** EXERCISE INSTRUCTIONS **
Repeat exactly the opening lines of the records, ending with the line that contains "use core::hash::Hash;".

DATA IN THIS EXERCISE Block Start

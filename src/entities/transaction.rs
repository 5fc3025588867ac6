//! ## Staged State
//! Every mutating entry point of [`Grid`] works on a [`Transaction`] layered over the committed
//! [`GridState`]. Reads fall through to the committed state, writes are kept in the transaction,
//! and nothing becomes visible until [`GridState::commit`] applies the [`Changes`].

use crate::prelude::*;
use alloy_primitives::{map::rustc_hash::FxHashMap, Address, U160, U256};
use core::hash::Hash;

/// The current price of a grid and the boundary at that price.
#[derive(Clone, Copy, Debug, Default, PartialEq, Eq, Hash)]
pub struct Slot0 {
    pub price_x96: U160,
    pub boundary: i32,
}

/// The committed state of one grid.
#[derive(Clone, Debug, Default, PartialEq, Eq)]
pub struct GridState {
    pub(crate) slot0: Option<Slot0>,
    pub(crate) bundles: FxHashMap<u64, Bundle>,
    /// Boundary records of token0 makers and token1 makers
    pub(crate) boundaries: [FxHashMap<i32, Boundary>; 2],
    pub(crate) bitmaps: [BoundaryBitmap; 2],
    pub(crate) orders: FxHashMap<u64, Order>,
    pub(crate) tokens_owed: FxHashMap<Address, (u128, u128)>,
    pub(crate) protocol_fees: (u128, u128),
    pub(crate) next_bundle_id: u64,
    pub(crate) next_order_id: u64,
}

/// Maps a maker side to its index in [`GridState::boundaries`] and [`GridState::bitmaps`].
#[inline]
pub(crate) const fn side(zero: bool) -> usize {
    !zero as usize
}

/// Writes to a map, where `None` deletes the key.
#[derive(Clone, Debug)]
struct Staged<K, V> {
    writes: FxHashMap<K, Option<V>>,
}

impl<K, V> Default for Staged<K, V> {
    fn default() -> Self {
        Self {
            writes: FxHashMap::default(),
        }
    }
}

impl<K: Copy + Eq + Hash, V: Copy> Staged<K, V> {
    #[inline]
    fn get(&self, committed: &FxHashMap<K, V>, key: K) -> Option<V> {
        match self.writes.get(&key) {
            Some(staged) => *staged,
            None => committed.get(&key).copied(),
        }
    }

    #[inline]
    fn insert(&mut self, key: K, value: V) {
        self.writes.insert(key, Some(value));
    }

    #[inline]
    fn remove(&mut self, key: K) {
        self.writes.insert(key, None);
    }

    fn apply(self, committed: &mut FxHashMap<K, V>) {
        for (key, value) in self.writes {
            match value {
                Some(value) => committed.insert(key, value),
                None => committed.remove(&key),
            };
        }
    }
}

/// The writes of a [`Transaction`], detached from the state they were staged against.
#[derive(Clone, Debug, Default)]
pub struct Changes {
    slot0: Option<Slot0>,
    bundles: Staged<u64, Bundle>,
    boundaries: [Staged<i32, Boundary>; 2],
    words: [Staged<i16, U256>; 2],
    orders: Staged<u64, Order>,
    tokens_owed: Staged<Address, (u128, u128)>,
    protocol_fees: Option<(u128, u128)>,
    next_bundle_id: Option<u64>,
    next_order_id: Option<u64>,
}

impl GridState {
    /// Applies the changes of a finished transaction.
    pub fn commit(&mut self, changes: Changes) {
        if let Some(slot0) = changes.slot0 {
            self.slot0 = Some(slot0);
        }
        changes.bundles.apply(&mut self.bundles);
        let [boundaries0, boundaries1] = changes.boundaries;
        boundaries0.apply(&mut self.boundaries[0]);
        boundaries1.apply(&mut self.boundaries[1]);
        let [words0, words1] = changes.words;
        words0.apply(&mut self.bitmaps[0]);
        words1.apply(&mut self.bitmaps[1]);
        changes.orders.apply(&mut self.orders);
        changes.tokens_owed.apply(&mut self.tokens_owed);
        if let Some(protocol_fees) = changes.protocol_fees {
            self.protocol_fees = protocol_fees;
        }
        if let Some(next_bundle_id) = changes.next_bundle_id {
            self.next_bundle_id = next_bundle_id;
        }
        if let Some(next_order_id) = changes.next_order_id {
            self.next_order_id = next_order_id;
        }
    }
}

/// A bitmap of one side as seen from inside a transaction.
pub struct StagedBitmap<'a> {
    committed: &'a BoundaryBitmap,
    words: &'a mut Staged<i16, U256>,
}

impl BoundaryBitmapProvider for StagedBitmap<'_> {
    #[inline]
    fn get_word(&self, word_pos: i16) -> U256 {
        self.words
            .get(self.committed, word_pos)
            .unwrap_or(U256::ZERO)
    }
}

impl BoundaryBitmapWriter for StagedBitmap<'_> {
    #[inline]
    fn set_word(&mut self, word_pos: i16, word: U256) {
        if word.is_zero() {
            self.words.remove(word_pos);
        } else {
            self.words.insert(word_pos, word);
        }
    }
}

#[derive(Debug)]
pub struct Transaction<'a> {
    committed: &'a GridState,
    changes: Changes,
}

impl<'a> Transaction<'a> {
    #[inline]
    pub fn new(committed: &'a GridState) -> Self {
        Self {
            committed,
            changes: Changes::default(),
        }
    }

    /// Ends the transaction, releasing the borrow of the committed state.
    #[inline]
    pub fn finish(self) -> Changes {
        self.changes
    }

    #[inline]
    pub fn slot0(&self) -> Result<Slot0, Error> {
        self.changes
            .slot0
            .or(self.committed.slot0)
            .ok_or(Error::Uninitialized)
    }

    #[inline]
    pub fn is_initialized(&self) -> bool {
        self.changes.slot0.is_some() || self.committed.slot0.is_some()
    }

    #[inline]
    pub fn set_slot0(&mut self, slot0: Slot0) {
        self.changes.slot0 = Some(slot0);
    }

    #[inline]
    pub fn bundle(&self, bundle_id: u64) -> Result<Bundle, Error> {
        self.changes
            .bundles
            .get(&self.committed.bundles, bundle_id)
            .ok_or(Error::BundleNotFound(bundle_id))
    }

    #[inline]
    pub fn set_bundle(&mut self, bundle_id: u64, bundle: Bundle) {
        self.changes.bundles.insert(bundle_id, bundle);
    }

    #[inline]
    pub fn remove_bundle(&mut self, bundle_id: u64) {
        self.changes.bundles.remove(bundle_id);
    }

    /// Opens an empty bundle and returns its id.
    pub fn create_bundle(&mut self, boundary_lower: i32, zero: bool) -> u64 {
        let bundle_id = self
            .changes
            .next_bundle_id
            .unwrap_or(self.committed.next_bundle_id)
            .max(1);
        self.changes.next_bundle_id = Some(bundle_id + 1);
        self.set_bundle(bundle_id, Bundle::new(boundary_lower, zero));
        bundle_id
    }

    #[inline]
    pub fn boundary(&self, zero: bool, boundary_lower: i32) -> Option<Boundary> {
        let side = side(zero);
        self.changes.boundaries[side].get(&self.committed.boundaries[side], boundary_lower)
    }

    /// Stores a boundary record, removing it once it holds no liquidity.
    #[inline]
    pub fn set_boundary(&mut self, zero: bool, boundary_lower: i32, boundary: Boundary) {
        let staged = &mut self.changes.boundaries[side(zero)];
        if boundary.is_empty() {
            staged.remove(boundary_lower);
        } else {
            staged.insert(boundary_lower, boundary);
        }
    }

    #[inline]
    pub fn bitmap(&mut self, zero: bool) -> StagedBitmap<'_> {
        let side = side(zero);
        StagedBitmap {
            committed: &self.committed.bitmaps[side],
            words: &mut self.changes.words[side],
        }
    }

    #[inline]
    pub fn order(&self, order_id: u64) -> Option<Order> {
        self.changes.orders.get(&self.committed.orders, order_id)
    }

    /// Records a new order and returns its id.
    pub fn create_order(&mut self, order: Order) -> u64 {
        let order_id = self
            .changes
            .next_order_id
            .unwrap_or(self.committed.next_order_id)
            .max(1);
        self.changes.next_order_id = Some(order_id + 1);
        self.changes.orders.insert(order_id, order);
        order_id
    }

    #[inline]
    pub fn remove_order(&mut self, order_id: u64) {
        self.changes.orders.remove(order_id);
    }

    #[inline]
    pub fn tokens_owed(&self, owner: Address) -> (u128, u128) {
        self.changes
            .tokens_owed
            .get(&self.committed.tokens_owed, owner)
            .unwrap_or_default()
    }

    #[inline]
    pub fn set_tokens_owed(&mut self, owner: Address, owed: (u128, u128)) {
        if owed == (0, 0) {
            self.changes.tokens_owed.remove(owner);
        } else {
            self.changes.tokens_owed.insert(owner, owed);
        }
    }

    #[inline]
    pub fn protocol_fees(&self) -> (u128, u128) {
        self.changes
            .protocol_fees
            .unwrap_or(self.committed.protocol_fees)
    }

    #[inline]
    pub fn set_protocol_fees(&mut self, protocol_fees: (u128, u128)) {
        self.changes.protocol_fees = Some(protocol_fees);
    }
}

DATA IN THIS EXERCISE Block End

** RESPONSE BOX **
filename src/entities/transaction.rs
repository 5fc3025588867ac6
//! ## Staged State
//! Every mutating entry point of [`Grid`] works on a [`Transaction`] layered over the committed
//! [`GridState`]. Reads fall through to the committed state, writes are kept in the transaction,
//! and nothing becomes visible until [`GridState::commit`] applies the [`Changes`].

use crate::prelude::*;
use alloy_primitives::{map::rustc_hash::FxHashMap, Address, U160, U256};
use core::hash::Hash;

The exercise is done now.